Я резко вскочил на ноги и оказался, чуть ниже его ростом.
- Руками меня трогать не советую, дядя! – так же угрожающе заявил я – И яйца береги, а то одним ударом без наследства оставлю.
- Чего у вас тут? – выскочил из-за широкой спины рыжего бригадир.
- Да, вот! Знакомимся, Василий Иванович! – попытался пошутить я – Я, правду сказать, не совсем понял. Но мне так показалось, что это Ваш адъютант – Петька.
- Шутник! – так же как и вчера легко засмеялся Подчеревков – Образованный!
- Ладно, Гафур! – хлопнул он по  широкой спине рыжего здоровяка – Идите с Цибулей  разгружайте соду, а на соль  я с ним Бедуина пошлю. Они оба образованные, вот пусть вместе и работают…
- Они тебе наработают! – процедил сквозь зубы Гафур и медленно развернувшись, удалился.

                Глава 17.   
                Бедуин.

   В след за бригадиром я, уже привычно нагнувшись, нырнул в узкую дверь, на выход. И тут же попал в белую пелену, плотно висящую в воздухе. Несколько секунд я глотал это дерущее горло белое облако, а потом, закашлявшись, опрометью бросился назад в башню, приложившись хорошо головой о низкую притолоку.
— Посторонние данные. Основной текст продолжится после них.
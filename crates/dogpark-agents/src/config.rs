//! Configuration for newly arriving dogs.
//!
//! [`DogConfig`] is embedded in the `dogs` section of the park configuration
//! file; every field has a default so partial YAML works.

use serde::Deserialize;

use crate::error::AgentError;

/// Tunables applied when a dog arrives at the park.
#[derive(Debug, Clone, PartialEq, Eq, Deserialize)]
pub struct DogConfig {
    /// Lowest starting energy, inclusive (default: 10).
    #[serde(default = "default_min_energy")]
    pub min_energy: u32,

    /// Highest starting energy, inclusive (default: 100).
    #[serde(default = "default_max_energy")]
    pub max_energy: u32,

    /// Image tags a renderer uses to tell dogs apart. One is chosen uniformly
    /// per dog.
    #[serde(default = "default_image_tags")]
    pub image_tags: Vec<String>,
}

impl Default for DogConfig {
    fn default() -> Self {
        Self {
            min_energy: default_min_energy(),
            max_energy: default_max_energy(),
            image_tags: default_image_tags(),
        }
    }
}

impl DogConfig {
    /// Check that a dog can be generated from this configuration.
    ///
    /// # Errors
    ///
    /// Returns [`AgentError::InvalidEnergyRange`] if `min_energy > max_energy`,
    /// or [`AgentError::NoImageTags`] if the tag list is empty.
    pub fn validate(&self) -> Result<(), AgentError> {
        if self.min_energy > self.max_energy {
            return Err(AgentError::InvalidEnergyRange {
                min: self.min_energy,
                max: self.max_energy,
            });
        }
        if self.image_tags.is_empty() {
            return Err(AgentError::NoImageTags);
        }
        Ok(())
    }
}

const fn default_min_energy() -> u32 {
    10
}

const fn default_max_energy() -> u32 {
    100
}

fn default_image_tags() -> Vec<String> {
    (1..=4).map(|n| format!("DogPic{n}.png")).collect()
}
- Респираторы под столом, - успел услышать я насмешливый голос бригадира.
 Сразу за дверью меня согнуло пополам, и я плевался  и чихал, и заходился в надрывном и похожем больше на рвотные позывы кашле. Слезы, слюни, и сопли лились с меня так обильно, и так залепили все лицо, как ни разу не бывало со мной в детстве  в любых даже самых затяжных болезнях или в мальчишеских драках. Горло раздирало как наждаком, и я кашлял и кашлял без конца, покрываясь потом с ног до головы.
Но, однако, приступ закончился, и я, шатаясь, шагнул вперед и навалился грудью на стол.
- К умывальнику ползи, -  расслышал  я  строгий  голос  и  на  ощупь пошел   к
 ржавой раковине умывальника, где постоянно лилась струйка воды из такого же покрытого ржавчиной медного крана.
 Когда я умылся, прополоскал горло и промыл глаза, то увидел, что за столом сидит какой-то сердитый  усатый  дядька, которого я уже успел запомнить, как и всех кто составлял бригаду Подчеревкова.
 Я заглянул под стол и увидел ящик с новенькими марлевыми респираторами в бумажных обертках. Все еще тяжело дыша, взял один и стал срывать упаковку.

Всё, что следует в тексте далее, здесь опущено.